The activation of hepatic stellate cells (HSCs) plays a key role in the occurrence of liver fibrosis，and promoting the apoptosis of activated HSCs or reducing the number of activated HSCs can reverse the development of liver fibrosis. In our previous studies, we have demonstrated that the CCAAT/enhancer binding protein α (C/EBP-α) played an important role in promoting the apoptosis of activated HSCs, thereby exerting an anti-liver fibrosis effect. Unlike apoptosis, autophagy, as a caspase-independent programmed cell death, can promptly remove the abnormal accumulation of substances or damaged organelles in cells and play a key role in regulating the homeostasis of intracellular environment.

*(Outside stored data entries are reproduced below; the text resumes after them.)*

use std::{fmt, str::FromStr};

/// How much of the chain a sync replays locally.
#[derive(Debug, Clone, Copy, PartialEq, Eq, Default)]
pub enum SyncMode {
    /// Replay every transaction from the local head forward.
    #[default]
    Full,
    /// Download headers and receipts, pull the pivot block's state, then
    /// run full from the pivot on.
    Fast,
    /// Keep headers only.
    Light,
}

impl SyncMode {
    /// Whether this mode downloads receipts and pivot state.
    pub const fn is_fast(&self) -> bool {
        matches!(self, Self::Fast)
    }

    /// Whether this mode stops after headers.
    pub const fn is_light(&self) -> bool {
        matches!(self, Self::Light)
    }
}

impl fmt::Display for SyncMode {
    fn fmt(&self, f: &mut fmt::Formatter<'_>) -> fmt::Result {
        match self {
            Self::Full => f.write_str("full"),
            Self::Fast => f.write_str("fast"),
            Self::Light => f.write_str("light"),
        }
    }
}

impl FromStr for SyncMode {
    type Err = String;

    fn from_str(s: &str) -> Result<Self, Self::Err> {
        match s {
            "full" => Ok(Self::Full),
            "fast" => Ok(Self::Fast),
            "light" => Ok(Self::Light),
            other => Err(format!("unknown sync mode: {other}")),
        }
    }
}

#[cfg(test)]
mod tests {
    use super::*;

    #[test]
    fn parse_roundtrip() {
        for mode in [SyncMode::Full, SyncMode::Fast, SyncMode::Light] {
            assert_eq!(mode.to_string().parse::<SyncMode>().unwrap(), mode);
        }
        assert!("warp".parse::<SyncMode>().is_err());
    }
}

However, it is still unclear whether C/EBP-α participates in the occurrence of autophagy in HSCs. Therefore, in this study, we firstly used the methods of Western blot and immunofluorescence to characterize the consequence of C/EBP-α overexpression on the expression of proteins LC3B, P62, ATG5 and Beclin1 which were related to autophagy in HSCs. Subsequently, we performed Western blot and site-directed mutagenesis methods to clarify the type and related mechanism of autophagy which was induced by C/EBP-α. Here we show that C/EBP-α promotes the occurrence of autophagy in HSCs and the autophagy induced by C/EBP-α belongs to mitophagy. The stability of C/EBP-α protein regulates the level of autophagy in HSCs. In addition, acetylation of C/EBP-α also regulates the occurrence of autophagy in HSCs. Acetylation of lysine at positions K298, K302 and K326 of C/EBP-α promotes its binding to Beclin1. In conclusion, our study uncovers the role of C/EBP-α in regulating autophagy in HSCs, thereby providing a new strategy for clinical treatment of liver fibrosis.